Master Trainer Bill Whitstine of the Florida Canine Academy comments on a dog’s sense of smell:

  • From a single drop of urine, the sniffing dog learns the marking animal’s sex, diet, health, emotional state, and even whether it’s dominant or submissive, friend or foe.
  • Tracking dogs follow a biochemical trail of dead skin cells, sweat, odor molecules, and gasses.
  • For dogs, a scent article is like a three-dimensional “odor image” – much more detailed than a photograph is for a person.
  • Dogs can track a scent through snow, air, mud, water, and even ash.

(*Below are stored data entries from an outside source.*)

#![cfg_attr(feature = "fail-on-warnings", deny(warnings))]
#![warn(clippy::all, clippy::pedantic, clippy::nursery, clippy::cargo)]
#![allow(clippy::multiple_crate_versions, clippy::cargo_common_metadata)]

//! Earthquake event, filter, statistics, and marker visual types.
//!
//! This crate defines the normalized domain types shared across the
//! quake-map system. Raw feed records are normalized into
//! [`EarthquakeEvent`] values, which are then filtered, aggregated, framed,
//! and styled by the view layer.

use chrono::{DateTime, Utc};
use serde::{Deserialize, Serialize};
use strum_macros::{AsRefStr, Display, EnumString};

/// The retrospective time span covered by a single feed URL.
#[derive(
    Debug,
    Clone,
    Copy,
    Default,
    PartialEq,
    Eq,
    PartialOrd,
    Ord,
    Hash,
    Serialize,
    Deserialize,
    Display,
    EnumString,
    AsRefStr,
)]
#[serde(rename_all = "snake_case")]
#[strum(serialize_all = "snake_case")]
pub enum FeedWindow {
    /// Events from the past hour
    Hour,
    /// Events from the past day
    #[default]
    Day,
    /// Events from the past seven days
    Week,
    /// Events from the past thirty days
    Month,
}

impl FeedWindow {
    /// Returns all variants of this enum, shortest window first.
    #[must_use]
    pub const fn all() -> &'static [Self] {
        &[Self::Hour, Self::Day, Self::Week, Self::Month]
    }

    /// Human-readable label (e.g. "Past day").
    #[must_use]
    pub const fn label(self) -> &'static str {
        match self {
            Self::Hour => "Past hour",
            Self::Day => "Past day",
            Self::Week => "Past 7 days",
            Self::Month => "Past 30 days",
        }
    }
}

/// Visual color token for a marker.
#[derive(
    Debug,
    Clone,
    Copy,
    PartialEq,
    Eq,
    PartialOrd,
    Ord,
    Hash,
    Serialize,
    Deserialize,
    Display,
    EnumString,
    AsRefStr,
)]
#[serde(rename_all = "snake_case")]
#[strum(serialize_all = "snake_case")]
pub enum ColorToken {
    /// Minor events.
    Green,
    /// Light events.
    Yellow,
    /// Moderate events.
    Orange,
    /// Strong events.
    Red,
    /// Events without a magnitude.
    Gray,
}

impl ColorToken {
    /// CSS hex color used by the rendering surface.
    #[must_use]
    pub const fn hex(self) -> &'static str {
        match self {
            Self::Green => "#22c55e",
            Self::Yellow => "#eab308",
            Self::Orange => "#f97316",
            Self::Red => "#ef4444",
            Self::Gray => "#9CA3AF",
        }
    }
}

/// Magnitude classes used for marker coloring and the legend.
///
/// Lower bounds are inclusive: a magnitude of exactly 4.5 is
/// [`MagnitudeClass::Moderate`].
#[derive(
    Debug,
    Clone,
    Copy,
    PartialEq,
    Eq,
    PartialOrd,
    Ord,
    Hash,
    Serialize,
    Deserialize,
    Display,
    EnumString,
    AsRefStr,
)]
#[serde(rename_all = "snake_case")]
#[strum(serialize_all = "snake_case")]
pub enum MagnitudeClass {
    /// Below 2.5
    Minor,
    /// 2.5 up to 4.5
    Light,
    /// 4.5 up to 6.0
    Moderate,
    /// 6.0 and above
    Strong,
    /// Magnitude missing or not a number
    Unknown,
}

impl MagnitudeClass {
    /// Classifies a magnitude. `None` and `NaN` are [`Self::Unknown`].
    #[must_use]
    pub fn from_magnitude(magnitude: Option<f64>) -> Self {
        match magnitude {
            None => Self::Unknown,
            Some(m) if m.is_nan() => Self::Unknown,
            Some(m) if m < 2.5 => Self::Minor,
            Some(m) if m < 4.5 => Self::Light,
            Some(m) if m < 6.0 => Self::Moderate,
            Some(_) => Self::Strong,
        }
    }

    #[must_use]
    pub const fn color(self) -> ColorToken {
        match self {
            Self::Minor => ColorToken::Green,
            Self::Light => ColorToken::Yellow,
            Self::Moderate => ColorToken::Orange,
            Self::Strong => ColorToken::Red,
            Self::Unknown => ColorToken::Gray,
        }
    }

    /// Inclusive lower magnitude bound, or `None` for [`Self::Unknown`].
    #[must_use]
    pub const fn lower_bound(self) -> Option<f64> {
        match self {
            Self::Minor => Some(f64::NEG_INFINITY),
            Self::Light => Some(2.5),
            Self::Moderate => Some(4.5),
            Self::Strong => Some(6.0),
            Self::Unknown => None,
        }
    }

    /// Legend text shown next to the color swatch.
    #[must_use]
    pub const fn legend_label(self) -> &'static str {
        match self {
            Self::Minor => "< 2.5 (minor)",
            Self::Light => "2.5 - 4.5 (light)",
            Self::Moderate => "4.5 - 6.0 (moderate)",
            Self::Strong => ">= 6.0 (strong)",
            Self::Unknown => "unknown",
        }
    }

    /// The legend entries in display order.
    #[must_use]
    pub const fn legend() -> &'static [Self] {
        &[
            Self::Minor,
            Self::Light,
            Self::Moderate,
            Self::Strong,
            Self::Unknown,
        ]
    }
}

/// A seismic event normalized from the feed.
///
/// `lat` and `lon` are always finite and within their valid ranges;
/// `magnitude`, when present, is never `NaN`. Records that cannot satisfy
/// this are dropped during normalization rather than partially admitted.
#[derive(Debug, Clone, PartialEq, Serialize, Deserialize)]
#[serde(rename_all = "camelCase")]
pub struct EarthquakeEvent {
    /// Feed-assigned unique identifier (e.g. `"us7000abcd"`).
    pub id: String,
    /// Latitude (WGS84), in `[-90, 90]`.
    pub lat: f64,
    /// Longitude (WGS84), in `[-180, 180]`.
    pub lon: f64,
    /// Hypocenter depth in kilometers.
    pub depth: Option<f64>,
    /// Event magnitude. `None` when the feed has not assigned one yet.
    pub magnitude: Option<f64>,
    /// Place description (e.g. "10 km SW of Ridgecrest, CA").
    pub place: Option<String>,
    /// When the event occurred.
    pub occurred_at: Option<DateTime<Utc>>,
    /// Link to the event detail page.
    pub reference_url: Option<String>,
    /// Whether the feed flagged a tsunami.
    pub tsunami_flag: bool,
    /// Number of "did you feel it" reports.
    pub felt_reports: Option<i64>,
    /// PAGER alert level (e.g. "green", "yellow").
    pub alert_level: Option<String>,
}

impl EarthquakeEvent {
    /// Magnitude class used for coloring.
    #[must_use]
    pub fn class(&self) -> MagnitudeClass {
        MagnitudeClass::from_magnitude(self.magnitude)
    }

    /// One-line summary, e.g. `"M4.2 – 10 km SW of Ridgecrest, CA"`.
    #[must_use]
    pub fn headline(&self) -> String {
        let magnitude = self
            .magnitude
            .map_or_else(|| "—".to_string(), |m| format!("{m:.1}"));
        let place = self.place.as_deref().unwrap_or("Unknown location");
        format!("M{magnitude} – {place}")
    }

    /// Depth rendered for display, e.g. `"10.5 km"`.
    #[must_use]
    pub fn depth_label(&self) -> String {
        self.depth
            .map_or_else(|| "—".to_string(), |d| format!("{d} km"))
    }
}

/// Error returned when a minimum magnitude threshold is negative or `NaN`.
#[derive(Debug, Clone, Copy, PartialEq)]
pub struct InvalidThresholdError {
    /// The rejected threshold.
    pub value: f64,
}

impl std::fmt::Display for InvalidThresholdError {
    fn fmt(&self, f: &mut std::fmt::Formatter<'_>) -> std::fmt::Result {
        write!(
            f,
            "invalid minimum magnitude {}: expected a number >= 0",
            self.value
        )
    }
}

impl std::error::Error for InvalidThresholdError {}

/// The active magnitude filter.
///
/// A pure value: the filtered view is recomputed from the full event set
/// whenever the threshold changes.
#[derive(Debug, Clone, Copy, Default, PartialEq, Serialize, Deserialize)]
#[serde(rename_all = "camelCase", try_from = "RawFilterCriteria")]
pub struct FilterCriteria {
    min_magnitude: f64,
}

/// Unvalidated wire form of [`FilterCriteria`].
#[derive(Deserialize)]
#[serde(rename_all = "camelCase")]
struct RawFilterCriteria {
    min_magnitude: f64,
}

impl TryFrom<RawFilterCriteria> for FilterCriteria {
    type Error = InvalidThresholdError;

    fn try_from(raw: RawFilterCriteria) -> Result<Self, Self::Error> {
        Self::new(raw.min_magnitude)
    }
}

impl FilterCriteria {
    /// Creates filter criteria for the given threshold.
    ///
    /// # Errors
    ///
    /// Returns [`InvalidThresholdError`] if `min_magnitude` is negative or
    /// `NaN`.
    pub fn new(min_magnitude: f64) -> Result<Self, InvalidThresholdError> {
        if min_magnitude.is_nan() || min_magnitude < 0.0 {
            return Err(InvalidThresholdError {
                value: min_magnitude,
            });
        }
        Ok(Self { min_magnitude })
    }

    #[must_use]
    pub const fn min_magnitude(&self) -> f64 {
        self.min_magnitude
    }

    /// Whether an event passes this filter.
    ///
    /// Events without a magnitude always pass: an unknown magnitude is not
    /// treated as a low one.
    #[must_use]
    pub fn accepts(&self, event: &EarthquakeEvent) -> bool {
        event.magnitude.is_none_or(|m| m >= self.min_magnitude)
    }
}

/// Summary statistics over a filtered event collection.
#[derive(Debug, Clone, Default, PartialEq, Serialize, Deserialize)]
#[serde(rename_all = "camelCase")]
pub struct SummaryStats {
    /// Number of events in the collection.
    pub count: usize,
    /// Mean magnitude (see `AveragingPolicy` in the view crate for how
    /// unknown magnitudes are treated).
    pub average_magnitude: f64,
    /// The event with the largest magnitude; ties go to the earliest.
    pub strongest: Option<EarthquakeEvent>,
}

/// Minimal axis-aligned latitude/longitude rectangle.
///
/// No anti-meridian handling: a set straddling longitude ±180 yields a box
/// spanning nearly the whole globe. Use [`Self::longitude_span`] to detect
/// that case.
#[derive(Debug, Clone, Copy, PartialEq, Serialize, Deserialize)]
#[serde(rename_all = "camelCase")]
pub struct BoundingBox {
    /// Southern latitude boundary.
    pub min_lat: f64,
    /// Western longitude boundary.
    pub min_lon: f64,
    /// Northern latitude boundary.
    pub max_lat: f64,
    /// Eastern longitude boundary.
    pub max_lon: f64,
}

impl BoundingBox {
    #[must_use]
    pub const fn new(min_lat: f64, min_lon: f64, max_lat: f64, max_lon: f64) -> Self {
        Self {
            min_lat,
            min_lon,
            max_lat,
            max_lon,
        }
    }

    /// A degenerate box whose corners are both `(lat, lon)`.
    #[must_use]
    pub const fn from_point(lat: f64, lon: f64) -> Self {
        Self::new(lat, lon, lat, lon)
    }

    #[must_use]
    pub fn longitude_span(&self) -> f64 {
        self.max_lon - self.min_lon
    }

    #[must_use]
    pub fn latitude_span(&self) -> f64 {
        self.max_lat - self.min_lat
    }

    /// Center as `(lat, lon)`.
    #[must_use]
    pub fn center(&self) -> (f64, f64) {
        (
            f64::midpoint(self.min_lat, self.max_lat),
            f64::midpoint(self.min_lon, self.max_lon),
        )
    }

    /// Whether `(lat, lon)` lies inside the box, edges included.
    #[must_use]
    pub fn contains(&self, lat: f64, lon: f64) -> bool {
        (self.min_lat..=self.max_lat).contains(&lat) && (self.min_lon..=self.max_lon).contains(&lon)
    }

    /// Corners as `[[min_lat, min_lon], [max_lat, max_lon]]`, the shape map
    /// widgets expect for fit-to-bounds calls.
    #[must_use]
    pub const fn corners(&self) -> [[f64; 2]; 2] {
        [[self.min_lat, self.min_lon], [self.max_lat, self.max_lon]]
    }
}

/// Cached visual descriptor for a marker.
#[derive(Debug, Clone, PartialEq, Serialize, Deserialize)]
#[serde(rename_all = "camelCase")]
pub struct MarkerVisual {
    /// Magnitude quantized to 0.5 steps (`round(magnitude * 2)`), `0` for
    /// unknown magnitudes.
    pub bucket_key: i64,
    /// Marker diameter in pixels.
    pub size_px: f64,
    /// Fill color, from the bucket's magnitude class.
    pub color: ColorToken,
    /// Text drawn inside the marker (e.g. `"4.5"`, or `"?"` when unknown).
    pub label: String,
}

#[cfg(test)]
mod tests {
    use super::*;

    fn event(magnitude: Option<f64>) -> EarthquakeEvent {
        EarthquakeEvent {
            id: "ci1".to_string(),
            lat: 35.7,
            lon: -117.5,
            depth: Some(8.2),
            magnitude,
            place: Some("10 km SW of Ridgecrest, CA".to_string()),
            occurred_at: None,
            reference_url: None,
            tsunami_flag: false,
            felt_reports: None,
            alert_level: None,
        }
    }

    #[test]
    fn classifies_magnitudes_with_inclusive_lower_bounds() {
        assert_eq!(MagnitudeClass::from_magnitude(Some(2.49)), MagnitudeClass::Minor);
        assert_eq!(MagnitudeClass::from_magnitude(Some(2.5)), MagnitudeClass::Light);
        assert_eq!(MagnitudeClass::from_magnitude(Some(4.5)), MagnitudeClass::Moderate);
        assert_eq!(MagnitudeClass::from_magnitude(Some(6.0)), MagnitudeClass::Strong);
        assert_eq!(MagnitudeClass::from_magnitude(Some(-0.4)), MagnitudeClass::Minor);
    }

    #[test]
    fn unknown_magnitude_is_gray() {
        assert_eq!(MagnitudeClass::from_magnitude(None).color(), ColorToken::Gray);
        assert_eq!(
            MagnitudeClass::from_magnitude(Some(f64::NAN)).color(),
            ColorToken::Gray
        );
    }

    #[test]
    fn rejects_negative_or_nan_threshold() {
        assert!(FilterCriteria::new(-0.1).is_err());
        assert!(FilterCriteria::new(f64::NAN).is_err());
        assert!(FilterCriteria::new(0.0).is_ok());
    }

    #[test]
    fn deserializing_criteria_enforces_threshold_range() {
        let criteria: FilterCriteria =
            serde_json::from_str(r#"{"minMagnitude": 2.5}"#).unwrap();
        assert!((criteria.min_magnitude() - 2.5).abs() < f64::EPSILON);

        let negative = serde_json::from_str::<FilterCriteria>(r#"{"minMagnitude": -1.0}"#);
        assert!(negative.unwrap_err().to_string().contains("invalid minimum magnitude"));
    }

    #[test]
    fn criteria_round_trips_through_json() {
        let criteria = FilterCriteria::new(4.0).unwrap();
        let json = serde_json::to_string(&criteria).unwrap();
        assert_eq!(json, r#"{"minMagnitude":4.0}"#);
        assert_eq!(serde_json::from_str::<FilterCriteria>(&json).unwrap(), criteria);
    }

    #[test]
    fn criteria_always_accepts_unknown_magnitude() {
        let criteria = FilterCriteria::new(9.0).unwrap();
        assert!(criteria.accepts(&event(None)));
        assert!(!criteria.accepts(&event(Some(8.9))));
        assert!(criteria.accepts(&event(Some(9.0))));
    }

    #[test]
    fn headline_falls_back_for_missing_fields() {
        let mut e = event(None);
        e.place = None;
        assert_eq!(e.headline(), "M— – Unknown location");
        assert_eq!(event(Some(4.3)).headline(), "M4.3 – 10 km SW of Ridgecrest, CA");
        assert_eq!(event(None).depth_label(), "8.2 km");
    }

    #[test]
    fn feed_window_round_trips_through_strum() {
        for window in FeedWindow::all() {
            let parsed: FeedWindow = window.to_string().parse().unwrap();
            assert_eq!(parsed, *window);
        }
        assert_eq!(FeedWindow::default(), FeedWindow::Day);
        assert_eq!(FeedWindow::Week.as_ref(), "week");
    }

    #[test]
    fn bounding_box_serializes_camel_case() {
        let json = serde_json::to_value(BoundingBox::new(-5.0, 20.0, 10.0, 30.0)).unwrap();
        assert_eq!(json["minLat"], -5.0);
        assert_eq!(json["maxLon"], 30.0);
    }
}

An Auburn University report spells out the following strengths about the dogs’ scent detection abilities:

  • Sensitivity: The dog’s limit of detection (absolute threshold) has been determined for four compounds to documented limits of olfactory detection for the dog range from tens of parts per billion to 500 parts per trillion.
  • Odor Discrimination: Dogs’ ability to discriminate among target and non-target odors is even more impressive than their sensitivity. They were able to discriminate the target odor even when the non-target odor was orders of magnitude higher in concentration (and overwhelming to humans).
  • Odor Signatures: When being trained to detect a substance, dogs learn to recognize a substance in terms of its one or two most abundant vapor constituents.
  • Multiple Odor Discriminations: Dogs can easily learn as many as ten odor discriminations without difficulty.